┌─ AVAILABLE RECORDS

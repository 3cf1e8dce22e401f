//! Sequential archival of the committed entries.
//!
//! At most one move is outstanding. A completion is accepted only for the
//! index currently in flight; anything else is a [`ProtocolViolation`] and
//! leaves the pipeline untouched.

use super::history::RecentHistory;
use crate::error::ProtocolViolation;
use crate::model::{ArchivalRecord, Entry};
use std::sync::Arc;
use std::time::Duration;

#[derive(Debug, Clone, Copy, PartialEq, Eq)]
pub enum PipelineState {
    Idle,
    InFlight(usize),
    Completed,
    Cancelled,
    Failed(usize),
}

/// A move the caller must perform and report back on.
#[derive(Debug, Clone, PartialEq, Eq)]
pub struct MoveRequest {
    pub index: usize,
    pub entry: Arc<Entry>,
}

#[derive(Debug, Clone)]
pub struct Pipeline {
    work: Vec<Arc<Entry>>,
    state: PipelineState,
    history: RecentHistory,
    completed: usize,
    total_elapsed: Duration,
}

impl Pipeline {
    pub fn new(work: Vec<Arc<Entry>>) -> Self {
        Self {
            work,
            state: PipelineState::Idle,
            history: RecentHistory::default(),
            completed: 0,
            total_elapsed: Duration::ZERO,
        }
    }

    /// Issue the first move, or finish immediately when there is no work.
    pub fn start(&mut self) -> Option<MoveRequest> {
        if self.state != PipelineState::Idle {
            return None;
        }
        self.advance_to(0)
    }

    /// Record a finished move and hand out the next one, if any.
    pub fn complete(
        &mut self,
        index: usize,
        elapsed: Duration,
    ) -> Result<Option<MoveRequest>, ProtocolViolation> {
        self.check_in_flight(index)?;
        self.history.push(ArchivalRecord {
            entry: Arc::clone(&self.work[index]),
            elapsed,
        });
        self.completed += 1;
        self.total_elapsed += elapsed;
        Ok(self.advance_to(index + 1))
    }

    /// Stop on the failed move; nothing after it is attempted.
    pub fn fail(&mut self, index: usize) -> Result<Arc<Entry>, ProtocolViolation> {
        self.check_in_flight(index)?;
        self.state = PipelineState::Failed(index);
        Ok(Arc::clone(&self.work[index]))
    }

    /// Returns false when the pipeline had already finished.
    pub fn cancel(&mut self) -> bool {
        match self.state {
            PipelineState::Idle | PipelineState::InFlight(_) => {
                self.state = PipelineState::Cancelled;
                true
            }
            _ => false,
        }
    }

    pub fn state(&self) -> PipelineState {
        self.state
    }

    pub fn is_finished(&self) -> bool {
        !matches!(self.state, PipelineState::Idle | PipelineState::InFlight(_))
    }

    pub fn history(&self) -> &RecentHistory {
        &self.history
    }

    pub fn len(&self) -> usize {
        self.work.len()
    }

    /// Number of entries whose move has completed.
    pub fn done(&self) -> usize {
        self.completed
    }

    pub fn in_flight(&self) -> Option<&Arc<Entry>> {
        match self.state {
            PipelineState::InFlight(i) => self.work.get(i),
            _ => None,
        }
    }

    /// Entries already moved, in the order they were archived.
    pub fn archived(&self) -> &[Arc<Entry>] {
        &self.work[..self.completed]
    }

    pub fn total_elapsed(&self) -> Duration {
        self.total_elapsed
    }

    fn check_in_flight(&self, index: usize) -> Result<(), ProtocolViolation> {
        match self.state {
            PipelineState::InFlight(i) if i == index => Ok(()),
            PipelineState::InFlight(i) => Err(ProtocolViolation {
                got: index,
                expected: Some(i),
            }),
            _ => Err(ProtocolViolation {
                got: index,
                expected: None,
            }),
        }
    }

    fn advance_to(&mut self, index: usize) -> Option<MoveRequest> {
        match self.work.get(index) {
            Some(entry) => {
                self.state = PipelineState::InFlight(index);
                Some(MoveRequest {
                    index,
                    entry: Arc::clone(entry),
                })
            }
            None => {
                self.state = PipelineState::Completed;
                None
            }
        }
    }
}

└─

- **TASK DETAILS**
Please reply with an exact copy of the lines above, starting at the first and ending at the line that holds "pub fn new(work: Vec<Arc<Entry>>)".

- **RESULT OF THE TASK**
repository 3cf1e8dce22e401f
//! Sequential archival of the committed entries.
//!
//! At most one move is outstanding. A completion is accepted only for the
//! index currently in flight; anything else is a [`ProtocolViolation`] and
//! leaves the pipeline untouched.

use super::history::RecentHistory;
use crate::error::ProtocolViolation;
use crate::model::{ArchivalRecord, Entry};
use std::sync::Arc;
use std::time::Duration;

#[derive(Debug, Clone, Copy, PartialEq, Eq)]
pub enum PipelineState {
    Idle,
    InFlight(usize),
    Completed,
    Cancelled,
    Failed(usize),
}

/// A move the caller must perform and report back on.
#[derive(Debug, Clone, PartialEq, Eq)]
pub struct MoveRequest {
    pub index: usize,
    pub entry: Arc<Entry>,
}

#[derive(Debug, Clone)]
pub struct Pipeline {
    work: Vec<Arc<Entry>>,
    state: PipelineState,
    history: RecentHistory,
    completed: usize,
    total_elapsed: Duration,
}

impl Pipeline {
    pub fn new(work: Vec<Arc<Entry>>) -> Self {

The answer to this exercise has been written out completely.